Stored data entries:
BEGIN

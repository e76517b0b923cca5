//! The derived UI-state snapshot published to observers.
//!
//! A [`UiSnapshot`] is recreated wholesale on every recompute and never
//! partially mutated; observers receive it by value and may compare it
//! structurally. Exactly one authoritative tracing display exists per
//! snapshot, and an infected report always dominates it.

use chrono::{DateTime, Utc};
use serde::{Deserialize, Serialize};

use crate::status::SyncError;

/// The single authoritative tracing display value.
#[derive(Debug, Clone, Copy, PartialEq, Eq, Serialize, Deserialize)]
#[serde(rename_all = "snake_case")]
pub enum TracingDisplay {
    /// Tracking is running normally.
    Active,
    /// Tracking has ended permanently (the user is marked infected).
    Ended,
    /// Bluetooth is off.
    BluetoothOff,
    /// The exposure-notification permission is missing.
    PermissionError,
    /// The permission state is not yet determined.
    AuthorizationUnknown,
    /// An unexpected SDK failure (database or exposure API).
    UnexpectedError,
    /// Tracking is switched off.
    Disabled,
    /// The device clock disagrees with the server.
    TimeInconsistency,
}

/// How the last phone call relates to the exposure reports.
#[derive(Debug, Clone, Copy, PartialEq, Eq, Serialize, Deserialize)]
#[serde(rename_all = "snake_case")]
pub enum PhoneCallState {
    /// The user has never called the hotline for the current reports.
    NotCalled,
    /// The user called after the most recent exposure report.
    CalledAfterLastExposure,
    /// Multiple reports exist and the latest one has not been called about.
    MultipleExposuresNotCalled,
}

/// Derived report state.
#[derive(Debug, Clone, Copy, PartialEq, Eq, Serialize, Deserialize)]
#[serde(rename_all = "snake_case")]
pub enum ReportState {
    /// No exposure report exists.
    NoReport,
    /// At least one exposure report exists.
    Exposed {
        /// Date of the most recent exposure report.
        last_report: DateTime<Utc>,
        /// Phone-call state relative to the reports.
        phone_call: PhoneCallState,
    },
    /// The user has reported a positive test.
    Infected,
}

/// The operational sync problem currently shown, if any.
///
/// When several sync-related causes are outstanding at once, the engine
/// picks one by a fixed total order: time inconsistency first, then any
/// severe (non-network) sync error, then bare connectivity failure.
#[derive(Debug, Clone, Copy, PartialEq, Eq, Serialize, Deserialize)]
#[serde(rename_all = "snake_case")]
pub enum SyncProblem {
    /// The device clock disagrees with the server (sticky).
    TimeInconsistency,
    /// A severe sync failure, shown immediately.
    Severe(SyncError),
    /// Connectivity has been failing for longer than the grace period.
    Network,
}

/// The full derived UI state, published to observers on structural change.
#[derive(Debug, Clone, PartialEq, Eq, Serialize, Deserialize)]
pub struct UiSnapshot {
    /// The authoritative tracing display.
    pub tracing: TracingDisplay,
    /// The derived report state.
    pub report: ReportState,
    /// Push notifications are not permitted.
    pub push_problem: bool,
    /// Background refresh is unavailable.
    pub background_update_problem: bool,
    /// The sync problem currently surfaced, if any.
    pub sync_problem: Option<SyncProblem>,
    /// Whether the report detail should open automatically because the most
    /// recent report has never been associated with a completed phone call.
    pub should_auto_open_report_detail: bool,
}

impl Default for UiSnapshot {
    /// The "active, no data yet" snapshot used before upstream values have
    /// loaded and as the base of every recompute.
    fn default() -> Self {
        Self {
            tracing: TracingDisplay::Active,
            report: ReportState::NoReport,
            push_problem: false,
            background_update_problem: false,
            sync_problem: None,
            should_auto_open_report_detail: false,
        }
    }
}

END

What to produce:
The answer must consist of each line from the entries that contains the string "failure".

Solution for this exercise:
    /// An unexpected SDK failure (database or exposure API).
/// severe (non-network) sync error, then bare connectivity failure.
    /// A severe sync failure, shown immediately.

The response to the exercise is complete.